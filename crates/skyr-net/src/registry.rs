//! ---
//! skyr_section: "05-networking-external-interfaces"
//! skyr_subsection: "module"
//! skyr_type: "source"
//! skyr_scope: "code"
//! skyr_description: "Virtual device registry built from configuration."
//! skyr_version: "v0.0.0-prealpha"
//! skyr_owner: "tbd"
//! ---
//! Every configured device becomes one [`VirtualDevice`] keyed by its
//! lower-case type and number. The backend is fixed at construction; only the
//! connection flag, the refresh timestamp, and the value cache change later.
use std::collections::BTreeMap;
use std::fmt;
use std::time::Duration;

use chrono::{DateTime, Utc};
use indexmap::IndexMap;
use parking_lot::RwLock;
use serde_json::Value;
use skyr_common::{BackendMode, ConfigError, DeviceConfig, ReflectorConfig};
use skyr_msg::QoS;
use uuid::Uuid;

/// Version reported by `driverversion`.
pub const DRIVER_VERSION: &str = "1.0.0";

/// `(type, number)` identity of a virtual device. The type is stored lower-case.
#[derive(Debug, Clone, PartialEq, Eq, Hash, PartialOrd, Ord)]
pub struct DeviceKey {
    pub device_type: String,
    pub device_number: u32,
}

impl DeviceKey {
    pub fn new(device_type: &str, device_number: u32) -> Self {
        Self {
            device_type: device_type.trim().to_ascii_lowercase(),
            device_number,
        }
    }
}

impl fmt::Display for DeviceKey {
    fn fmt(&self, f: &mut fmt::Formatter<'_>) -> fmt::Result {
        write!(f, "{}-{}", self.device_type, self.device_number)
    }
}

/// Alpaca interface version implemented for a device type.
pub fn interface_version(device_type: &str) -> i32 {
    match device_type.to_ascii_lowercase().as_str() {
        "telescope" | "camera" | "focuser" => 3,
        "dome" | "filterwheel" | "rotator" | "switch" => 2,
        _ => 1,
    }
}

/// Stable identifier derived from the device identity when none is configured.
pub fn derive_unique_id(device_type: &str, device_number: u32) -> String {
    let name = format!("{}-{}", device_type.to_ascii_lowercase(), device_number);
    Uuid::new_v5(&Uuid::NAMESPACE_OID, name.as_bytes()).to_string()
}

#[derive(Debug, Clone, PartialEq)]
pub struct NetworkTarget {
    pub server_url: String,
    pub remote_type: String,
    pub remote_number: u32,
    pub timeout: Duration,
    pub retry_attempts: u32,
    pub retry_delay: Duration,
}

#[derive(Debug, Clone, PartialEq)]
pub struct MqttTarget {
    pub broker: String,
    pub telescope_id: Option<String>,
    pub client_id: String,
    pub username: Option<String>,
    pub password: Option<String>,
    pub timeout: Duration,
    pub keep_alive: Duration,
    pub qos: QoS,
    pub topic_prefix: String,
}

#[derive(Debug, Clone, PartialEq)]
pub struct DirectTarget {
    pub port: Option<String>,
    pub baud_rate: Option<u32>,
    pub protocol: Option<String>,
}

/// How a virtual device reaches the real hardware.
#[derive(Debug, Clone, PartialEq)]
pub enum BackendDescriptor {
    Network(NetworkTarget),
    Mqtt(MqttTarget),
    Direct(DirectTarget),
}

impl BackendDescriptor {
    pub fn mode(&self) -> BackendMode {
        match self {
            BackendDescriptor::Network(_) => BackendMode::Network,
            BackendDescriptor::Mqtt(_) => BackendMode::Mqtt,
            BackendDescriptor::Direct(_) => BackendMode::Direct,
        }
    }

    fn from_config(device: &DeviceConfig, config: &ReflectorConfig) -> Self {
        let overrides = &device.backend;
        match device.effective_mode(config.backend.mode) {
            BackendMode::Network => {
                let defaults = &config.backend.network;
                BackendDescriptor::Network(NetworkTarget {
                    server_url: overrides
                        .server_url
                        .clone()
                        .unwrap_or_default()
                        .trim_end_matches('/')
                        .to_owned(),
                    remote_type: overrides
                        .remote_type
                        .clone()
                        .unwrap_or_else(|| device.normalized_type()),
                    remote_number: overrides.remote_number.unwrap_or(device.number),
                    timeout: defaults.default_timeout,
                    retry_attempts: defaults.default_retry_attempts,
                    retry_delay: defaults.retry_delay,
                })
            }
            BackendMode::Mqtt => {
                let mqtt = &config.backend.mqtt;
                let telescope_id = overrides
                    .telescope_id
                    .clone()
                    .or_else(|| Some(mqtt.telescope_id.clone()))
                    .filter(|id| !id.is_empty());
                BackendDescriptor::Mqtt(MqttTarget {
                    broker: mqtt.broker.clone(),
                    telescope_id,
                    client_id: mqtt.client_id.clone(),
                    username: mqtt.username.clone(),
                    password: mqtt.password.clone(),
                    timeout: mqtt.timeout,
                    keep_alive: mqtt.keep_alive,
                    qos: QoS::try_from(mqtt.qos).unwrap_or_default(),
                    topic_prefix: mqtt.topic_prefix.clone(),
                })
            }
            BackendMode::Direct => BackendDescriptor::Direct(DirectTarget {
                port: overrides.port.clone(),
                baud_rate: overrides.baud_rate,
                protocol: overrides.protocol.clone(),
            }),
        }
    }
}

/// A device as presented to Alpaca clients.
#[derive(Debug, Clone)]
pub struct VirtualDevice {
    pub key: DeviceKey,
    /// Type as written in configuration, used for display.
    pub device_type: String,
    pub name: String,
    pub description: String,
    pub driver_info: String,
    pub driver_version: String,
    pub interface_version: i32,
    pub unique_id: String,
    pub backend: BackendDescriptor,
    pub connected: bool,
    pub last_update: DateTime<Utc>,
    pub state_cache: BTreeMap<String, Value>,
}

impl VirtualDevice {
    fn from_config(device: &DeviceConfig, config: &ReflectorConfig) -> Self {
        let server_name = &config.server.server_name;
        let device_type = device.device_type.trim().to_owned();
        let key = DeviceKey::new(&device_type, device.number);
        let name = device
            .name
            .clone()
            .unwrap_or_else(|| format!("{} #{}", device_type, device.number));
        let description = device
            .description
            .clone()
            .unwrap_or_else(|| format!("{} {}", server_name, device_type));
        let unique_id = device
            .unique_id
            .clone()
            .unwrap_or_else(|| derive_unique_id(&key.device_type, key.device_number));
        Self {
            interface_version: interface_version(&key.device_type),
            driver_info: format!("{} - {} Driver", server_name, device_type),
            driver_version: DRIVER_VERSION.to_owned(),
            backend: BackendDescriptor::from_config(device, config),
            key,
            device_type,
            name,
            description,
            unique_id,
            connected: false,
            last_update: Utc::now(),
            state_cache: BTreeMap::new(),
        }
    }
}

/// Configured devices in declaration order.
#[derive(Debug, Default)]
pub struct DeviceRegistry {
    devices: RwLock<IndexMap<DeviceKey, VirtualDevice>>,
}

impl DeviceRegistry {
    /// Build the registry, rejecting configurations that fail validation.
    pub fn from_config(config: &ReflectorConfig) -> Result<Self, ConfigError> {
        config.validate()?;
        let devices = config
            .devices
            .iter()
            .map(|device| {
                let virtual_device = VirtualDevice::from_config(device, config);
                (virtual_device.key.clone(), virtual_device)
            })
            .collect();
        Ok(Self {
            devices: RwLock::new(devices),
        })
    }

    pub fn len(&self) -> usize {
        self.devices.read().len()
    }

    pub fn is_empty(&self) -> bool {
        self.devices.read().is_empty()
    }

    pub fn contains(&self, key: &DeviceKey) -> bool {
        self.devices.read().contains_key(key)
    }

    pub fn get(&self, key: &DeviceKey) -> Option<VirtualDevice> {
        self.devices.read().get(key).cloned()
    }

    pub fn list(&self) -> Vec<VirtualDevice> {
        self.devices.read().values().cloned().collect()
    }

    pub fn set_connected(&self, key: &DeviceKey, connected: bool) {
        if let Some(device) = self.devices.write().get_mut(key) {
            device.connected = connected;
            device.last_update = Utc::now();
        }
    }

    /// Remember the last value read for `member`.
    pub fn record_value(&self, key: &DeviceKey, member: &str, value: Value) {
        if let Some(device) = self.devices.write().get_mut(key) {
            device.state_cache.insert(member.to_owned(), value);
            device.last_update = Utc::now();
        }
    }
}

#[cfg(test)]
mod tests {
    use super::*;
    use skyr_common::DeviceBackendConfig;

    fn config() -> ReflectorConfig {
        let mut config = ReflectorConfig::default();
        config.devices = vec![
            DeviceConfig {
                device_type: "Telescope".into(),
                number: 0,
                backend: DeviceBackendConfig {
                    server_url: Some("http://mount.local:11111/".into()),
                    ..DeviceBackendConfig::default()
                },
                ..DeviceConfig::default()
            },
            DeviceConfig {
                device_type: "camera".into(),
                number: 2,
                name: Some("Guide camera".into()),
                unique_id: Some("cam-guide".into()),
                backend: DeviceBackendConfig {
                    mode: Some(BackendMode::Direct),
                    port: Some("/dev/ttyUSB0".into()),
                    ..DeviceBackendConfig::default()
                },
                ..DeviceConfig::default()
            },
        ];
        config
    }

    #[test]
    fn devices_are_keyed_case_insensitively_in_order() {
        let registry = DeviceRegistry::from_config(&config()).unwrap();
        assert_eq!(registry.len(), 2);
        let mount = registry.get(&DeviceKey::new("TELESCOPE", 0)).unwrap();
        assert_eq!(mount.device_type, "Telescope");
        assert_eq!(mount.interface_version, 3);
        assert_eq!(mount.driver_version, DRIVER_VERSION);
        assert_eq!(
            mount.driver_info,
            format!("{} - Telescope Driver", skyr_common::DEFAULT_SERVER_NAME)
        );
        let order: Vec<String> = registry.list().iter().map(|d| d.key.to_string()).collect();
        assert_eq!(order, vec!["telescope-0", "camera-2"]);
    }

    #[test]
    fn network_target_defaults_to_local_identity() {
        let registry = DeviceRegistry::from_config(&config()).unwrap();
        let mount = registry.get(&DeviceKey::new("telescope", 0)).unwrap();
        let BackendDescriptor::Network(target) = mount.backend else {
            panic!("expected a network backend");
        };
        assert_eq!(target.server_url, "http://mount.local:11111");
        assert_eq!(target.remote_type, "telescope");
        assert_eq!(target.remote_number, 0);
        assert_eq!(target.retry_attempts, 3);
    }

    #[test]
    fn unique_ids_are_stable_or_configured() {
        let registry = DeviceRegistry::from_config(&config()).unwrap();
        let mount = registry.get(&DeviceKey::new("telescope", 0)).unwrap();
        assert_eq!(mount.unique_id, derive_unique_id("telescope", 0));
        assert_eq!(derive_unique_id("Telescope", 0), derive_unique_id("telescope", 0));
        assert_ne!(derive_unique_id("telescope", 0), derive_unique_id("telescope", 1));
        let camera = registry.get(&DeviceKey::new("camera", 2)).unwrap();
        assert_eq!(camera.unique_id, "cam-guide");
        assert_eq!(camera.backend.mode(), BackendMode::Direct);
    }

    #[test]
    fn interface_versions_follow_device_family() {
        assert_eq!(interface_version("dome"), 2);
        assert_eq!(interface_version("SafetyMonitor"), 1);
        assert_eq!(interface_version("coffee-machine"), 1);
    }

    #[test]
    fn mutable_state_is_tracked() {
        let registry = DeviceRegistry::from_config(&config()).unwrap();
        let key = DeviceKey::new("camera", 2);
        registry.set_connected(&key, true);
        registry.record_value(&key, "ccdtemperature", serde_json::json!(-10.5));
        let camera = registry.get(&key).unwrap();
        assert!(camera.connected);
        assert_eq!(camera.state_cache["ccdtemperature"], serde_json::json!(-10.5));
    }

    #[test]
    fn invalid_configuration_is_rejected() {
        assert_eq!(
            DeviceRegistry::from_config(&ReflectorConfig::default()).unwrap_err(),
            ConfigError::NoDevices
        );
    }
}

———

◆ **WHAT IS BEING ASKED**: Every line that holds the string "iter" must be copied from the records above.

◆ **RESPONSE BOX**:
            .iter()
        let order: Vec<String> = registry.list().iter().map(|d| d.key.to_string()).collect();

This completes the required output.